Materials and methods

Study area and datasets

Kangding county lies in the transition zone between the eastern edge of the Qinghai-Xizang Plateau and the Sichuan Basin, encompassing an area of approximately 11,595 km2 (Fig. 1). The region exhibits diverse landforms, including plateau gorges, hilly plateaus, and alpine valleys. The terrain gradually decreases from west to east, averaging 4,002 m. Kangding experiences a monsoon-influenced climate, characterized by an annual average temperature of approximately 7.1 ℃ and an annual precipitation of around 800 mm.Vegetation and soil distributions demonstrate distinct vertical zonation patterns. Vegetation transitions from forests at lower altitudes to shrubs and meadows at higher elevations. Similarly, soil types follow an elevational gradient, ranging from cinnamon soil and brown soil at lower altitudes to alpine meadow soil and frigid frozen soil at higher elevations. The vertical differentiation of the natural environment, driven by topography and climate, serves as a fundamental basis for boundary delineation and spatial partitioning at Kangding county.

Fig. 1
figure 1

Location of the study area in the Qinghai-Xizang Plateau, China. Base map provided by Esri. Administrative boundaries from the Geographic Information Public Service Platform (https://www.tianditu.gov.cn/). Tibetan Plateau boundary from the National Tibetan Plateau Data Center (https://data.tpdc.ac.cn).

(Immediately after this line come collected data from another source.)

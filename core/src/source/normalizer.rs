//! 章节列表规整：顺序修正、按路径去重、缺名兜底。
//!
//! 顺序修正只对已知漂移的站点生效：用“显式章节号 → 路径中的章节 id →
//! 末尾数字”的级联提取序键，仅当首尾键表明列表为降序时整体反转。

use regex::Regex;

use crate::plugin::overrides::ChapterFallbackPolicy;
use crate::source::ParsedPluginChapter;

/// 章节序已知会漂移（时升时降）的插件
const ORDER_DRIFTING_PLUGIN: &str = "scribblehub";

pub fn normalize_chapters(
    plugin_id: &str,
    chapters: Vec<ParsedPluginChapter>,
    policy: &ChapterFallbackPolicy,
) -> Vec<ParsedPluginChapter> {
    if chapters.is_empty() {
        return chapters;
    }

    let ordered = normalize_order(plugin_id, chapters);
    let mut seen_paths = std::collections::HashSet::new();
    let mut fallback_index = 1usize;
    let mut output = Vec::with_capacity(ordered.len());

    for chapter in ordered {
        let normalized_path = normalize_path(chapter.path.as_deref(), policy);
        if policy.drop_duplicate_chapter_paths {
            if let Some(path) = &normalized_path {
                if !seen_paths.insert(path.clone()) {
                    continue;
                }
            }
        }

        let trimmed_name = chapter
            .name
            .as_deref()
            .map(str::trim)
            .filter(|n| !n.is_empty())
            .map(str::to_string);
        let normalized_name = match trimmed_name {
            Some(name) => Some(name),
            None => {
                if policy.fill_missing_chapter_names && normalized_path.is_some() {
                    let name = format!("{} {}", policy.chapter_name_prefix, fallback_index);
                    fallback_index += 1;
                    Some(name)
                } else {
                    chapter.name.clone()
                }
            }
        };

        output.push(ParsedPluginChapter {
            name: normalized_name,
            path: normalized_path.or(chapter.path),
            chapter_number: chapter.chapter_number,
        });
    }

    output
}

fn normalize_order(
    plugin_id: &str,
    chapters: Vec<ParsedPluginChapter>,
) -> Vec<ParsedPluginChapter> {
    if !plugin_id.eq_ignore_ascii_case(ORDER_DRIFTING_PLUGIN) || chapters.len() < 2 {
        return chapters;
    }
    let first = match chapter_order(&chapters[0]) {
        Some(v) => v,
        None => return chapters,
    };
    let last = match chapter_order(&chapters[chapters.len() - 1]) {
        Some(v) => v,
        None => return chapters,
    };
    if first > last {
        let mut reversed = chapters;
        reversed.reverse();
        reversed
    } else {
        chapters
    }
}

/// 序键级联：显式章节号 → `/chapter/{n}` → `/read/{book}/{n}` → 末尾数字
fn chapter_order(chapter: &ParsedPluginChapter) -> Option<i64> {
    if let Some(number) = chapter.chapter_number {
        if !number.is_nan() {
            return Some((number * 1_000_000.0) as i64);
        }
    }
    let path = chapter.path.as_deref()?;

    let by_chapter_id = Regex::new(r"(?i)/chapter/(\d+)")
        .ok()
        .and_then(|re| re.captures(path))
        .and_then(|c| c.get(1))
        .and_then(|m| m.as_str().parse::<i64>().ok());
    if by_chapter_id.is_some() {
        return by_chapter_id;
    }

    let by_read_id = Regex::new(r"(?i)/read/\d+/(\d+)")
        .ok()
        .and_then(|re| re.captures(path))
        .and_then(|c| c.get(1))
        .and_then(|m| m.as_str().parse::<i64>().ok());
    if by_read_id.is_some() {
        return by_read_id;
    }

    Regex::new(r"(\d+)/?$")
        .ok()
        .and_then(|re| re.captures(path))
        .and_then(|c| c.get(1))
        .and_then(|m| m.as_str().parse::<i64>().ok())
}

fn normalize_path(path: Option<&str>, policy: &ChapterFallbackPolicy) -> Option<String> {
    let value = path?.trim();
    if value.is_empty() {
        return None;
    }
    if !policy.strip_fragment_from_chapter_path {
        return Some(value.to_string());
    }
    match value.find('#') {
        Some(idx) => Some(value[..idx].to_string()),
        None => Some(value.to_string()),
    }
}
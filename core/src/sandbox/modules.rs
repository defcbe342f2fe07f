//! 模块加载器：插件脚本与其依赖在稳定模块名下注册。
//!
//! 小型标准库（状态常量/字符串清洗/HTML 助手）以 Rhai 源码形式随沙箱
//! 编译，插件内部的多文件依赖走同一条注册路径，互不污染全局命名空间。

use rhai::{Engine, Module, Scope, Shared};

use crate::error::PluginError;

/// 书目连载状态常量
const STATUS_MODULE: &str = r#"
export const UNKNOWN = "Unknown";
export const ONGOING = "Ongoing";
export const COMPLETED = "Completed";
export const ON_HIATUS = "On Hiatus";
export const CANCELLED = "Cancelled";
export const LICENSED = "Licensed";
"#;

const STRINGS_MODULE: &str = r#"
// 折叠连续空白并去掉首尾空白
fn squeeze_ws(s) {
    let out = s;
    out.replace("\t", " ");
    out.replace("\n", " ");
    out.replace("\r", " ");
    while out.contains("  ") {
        out.replace("  ", " ");
    }
    out.trim();
    out
}

// 取末尾连续数字，没有则返回空串
fn trailing_digits(s) {
    let out = "";
    let i = s.len - 1;
    while i >= 0 {
        let ch = s[i];
        if ch >= '0' && ch <= '9' {
            out = ch.to_string() + out;
            i -= 1;
        } else {
            break;
        }
    }
    out
}
"#;

const HTML_MODULE: &str = r#"
// 常见实体反转义。&amp; 最后处理，避免二次展开
fn decode_entities(s) {
    let out = s;
    out.replace("&lt;", "<");
    out.replace("&gt;", ">");
    out.replace("&quot;", "\"");
    out.replace("&#39;", "'");
    out.replace("&nbsp;", " ");
    out.replace("&amp;", "&");
    out
}
"#;

/// 编译后的模块表，按稳定名字注册到 Engine
pub struct ModuleRegistry {
    modules: Vec<(String, Shared<Module>)>,
}

impl ModuleRegistry {
    pub fn new() -> Self {
        Self {
            modules: Vec::new(),
        }
    }

    /// 标准库：status / strings / html
    pub fn with_std(engine: &Engine) -> Result<Self, PluginError> {
        let mut registry = Self::new();
        registry.register_source(engine, "status", STATUS_MODULE)?;
        registry.register_source(engine, "strings", STRINGS_MODULE)?;
        registry.register_source(engine, "html", HTML_MODULE)?;
        Ok(registry)
    }

    /// 把一段 Rhai 源码编译为模块并登记到 `name` 之下
    pub fn register_source(
        &mut self,
        engine: &Engine,
        name: &str,
        source: &str,
    ) -> Result<(), PluginError> {
        let ast = engine
            .compile(source)
            .map_err(|e| PluginError::Script(format!("module '{}' compile error: {}", name, e)))?;
        let module = Module::eval_ast_as_new(Scope::new(), &ast, engine)
            .map_err(|e| PluginError::Script(format!("module '{}' eval error: {}", name, e)))?;
        self.modules.push((name.to_string(), Shared::new(module)));
        Ok(())
    }

    pub fn apply(&self, engine: &mut Engine) {
        for (name, module) in &self.modules {
            engine.register_static_module(name, module.clone());
        }
    }

    pub fn names(&self) -> Vec<&str> {
        self.modules.iter().map(|(name, _)| name.as_str()).collect()
    }
}

impl Default for ModuleRegistry {
    fn default() -> Self {
        Self::new()
    }
}

/// 插件脚本的模块定义外壳：固定模块身份头后交给编译器。
/// 插件级常量（PLUGIN_ID/SITE）由运行时经 Scope 注入，不在这里拼接。
pub struct ScriptEnvelope;

impl ScriptEnvelope {
    pub fn wrap(module_name: &str, script: &str) -> String {
        format!("// module: {module_name}\n{script}\n")
    }
}
//! 即时 Promise：沙箱的同步化异步外观。
//!
//! 宿主保证所有原生桥调用从脚本视角都是同步完成的，因此 `then`/`catch`
//! 的回调在前驱落定后立即同步执行；`await_now` 强制取出已落定的值，
//! 对未落定的 Promise 抛出 "asynchronous result not supported"。
//! 脚本可以沿用 Promise 风格编写，但宿主不提供真正的并发或调度。

use std::sync::{Arc, Mutex};

use rhai::{Dynamic, Engine, EvalAltResult, FnPtr, NativeCallContext};

pub const ASYNC_UNSUPPORTED_MSG: &str = "asynchronous result not supported";

#[derive(Clone)]
enum PromiseState {
    Pending,
    Fulfilled(Dynamic),
    Rejected(Dynamic),
}

/// 立即落定的 Promise。克隆共享同一状态。
#[derive(Clone)]
pub struct ImmediatePromise {
    state: Arc<Mutex<PromiseState>>,
}

impl ImmediatePromise {
    pub fn pending() -> Self {
        Self::from_state(PromiseState::Pending)
    }

    /// 构造已兑现的 Promise；值本身是 Promise 时摊平（采用其当前状态）
    pub fn fulfilled(value: Dynamic) -> Self {
        if value.is::<ImmediatePromise>() {
            if let Some(inner) = value.try_cast::<ImmediatePromise>() {
                return Self::from_state(inner.snapshot());
            }
            return Self::pending();
        }
        Self::from_state(PromiseState::Fulfilled(value))
    }

    pub fn rejected(error: Dynamic) -> Self {
        Self::from_state(PromiseState::Rejected(error))
    }

    fn from_state(state: PromiseState) -> Self {
        Self {
            state: Arc::new(Mutex::new(state)),
        }
    }

    fn snapshot(&self) -> PromiseState {
        match self.state.lock() {
            Ok(guard) => guard.clone(),
            Err(e) => e.into_inner().clone(),
        }
    }

    pub fn state_name(&self) -> &'static str {
        match self.snapshot() {
            PromiseState::Pending => "pending",
            PromiseState::Fulfilled(_) => "fulfilled",
            PromiseState::Rejected(_) => "rejected",
        }
    }

    pub fn is_settled(&self) -> bool {
        !matches!(self.snapshot(), PromiseState::Pending)
    }

    /// 强制取值：未落定即违反沙箱契约
    pub fn unwrap_settled(&self) -> Result<Dynamic, Box<EvalAltResult>> {
        match self.snapshot() {
            PromiseState::Fulfilled(v) => Ok(v),
            PromiseState::Rejected(e) => Err(e.to_string().into()),
            PromiseState::Pending => Err(ASYNC_UNSUPPORTED_MSG.into()),
        }
    }
}

fn call_handler(ctx: &NativeCallContext, handler: &FnPtr, arg: Dynamic) -> ImmediatePromise {
    match handler.call_within_context::<Dynamic>(ctx, (arg,)) {
        Ok(out) => ImmediatePromise::fulfilled(out),
        Err(e) => ImmediatePromise::rejected(Dynamic::from(e.to_string())),
    }
}

/// 注册 Promise 类型与全局构造/取值函数
pub fn register(engine: &mut Engine) {
    engine.register_type_with_name::<ImmediatePromise>("Promise");

    engine.register_fn(
        "then",
        |ctx: NativeCallContext, p: ImmediatePromise, on_fulfilled: FnPtr| -> ImmediatePromise {
            match p.snapshot() {
                PromiseState::Pending => ImmediatePromise::pending(),
                PromiseState::Fulfilled(v) => call_handler(&ctx, &on_fulfilled, v),
                PromiseState::Rejected(e) => ImmediatePromise::rejected(e),
            }
        },
    );

    engine.register_fn(
        "then",
        |ctx: NativeCallContext,
         p: ImmediatePromise,
         on_fulfilled: FnPtr,
         on_rejected: FnPtr|
         -> ImmediatePromise {
            match p.snapshot() {
                PromiseState::Pending => ImmediatePromise::pending(),
                PromiseState::Fulfilled(v) => call_handler(&ctx, &on_fulfilled, v),
                PromiseState::Rejected(e) => call_handler(&ctx, &on_rejected, e),
            }
        },
    );

    engine.register_fn(
        "catch",
        |ctx: NativeCallContext, p: ImmediatePromise, on_rejected: FnPtr| -> ImmediatePromise {
            match p.snapshot() {
                PromiseState::Pending => ImmediatePromise::pending(),
                PromiseState::Fulfilled(v) => ImmediatePromise::fulfilled(v),
                PromiseState::Rejected(e) => call_handler(&ctx, &on_rejected, e),
            }
        },
    );

    engine.register_fn("state", |p: ImmediatePromise| -> String {
        p.state_name().to_string()
    });
    engine.register_fn("is_settled", |p: ImmediatePromise| -> bool { p.is_settled() });

    engine.register_fn("promise_resolve", |value: Dynamic| -> ImmediatePromise {
        ImmediatePromise::fulfilled(value)
    });
    engine.register_fn("promise_reject", |error: Dynamic| -> ImmediatePromise {
        ImmediatePromise::rejected(error)
    });
    engine.register_fn("promise_pending", || -> ImmediatePromise {
        ImmediatePromise::pending()
    });

    engine.register_fn("promise_all", |values: rhai::Array| -> ImmediatePromise {
        let mut results = rhai::Array::with_capacity(values.len());
        for value in values {
            if value.is::<ImmediatePromise>() {
                let Some(p) = value.try_cast::<ImmediatePromise>() else {
                    return ImmediatePromise::pending();
                };
                match p.snapshot() {
                    PromiseState::Pending => return ImmediatePromise::pending(),
                    PromiseState::Rejected(e) => return ImmediatePromise::rejected(e),
                    PromiseState::Fulfilled(v) => results.push(v),
                }
            } else {
                results.push(value);
            }
        }
        ImmediatePromise::fulfilled(Dynamic::from(results))
    });

    // 桥接取值函数：接受任意值，Promise 被强制解包，普通值原样返回
    engine.register_fn(
        "await_now",
        |value: Dynamic| -> Result<Dynamic, Box<EvalAltResult>> {
            if value.is::<ImmediatePromise>() {
                match value.try_cast::<ImmediatePromise>() {
                    Some(p) => p.unwrap_settled(),
                    None => Err(ASYNC_UNSUPPORTED_MSG.into()),
                }
            } else {
                Ok(value)
            }
        },
    );
}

The environmental data for this study including 6 variables related to climate and terrain (Fig. 2). Climate data, specifically annual precipitation and temperature, were obtained from the National Tibetan Plateau Data Center (https://data.tpdc.ac.cn) at a spatial resolution of 1 km36,37. The mean annual precipitation and temperature from 2018 to 2022 were computed and incorporated as environmental variables. The Digital Elevation Model (DEM) was acquired from the Shuttle Radar Topography Mission (SRTM) at a resolution of 30 m. Slope, plan curvature, and profile curvature were derived from the DEM using the System for Automated Geoscientific Analyses (SAGA GIS), version 9.10.1, developed by the Department of Physical Geography, University of Hamburg, Hamburg, Germany (https://saga-gis.sourceforge.io/).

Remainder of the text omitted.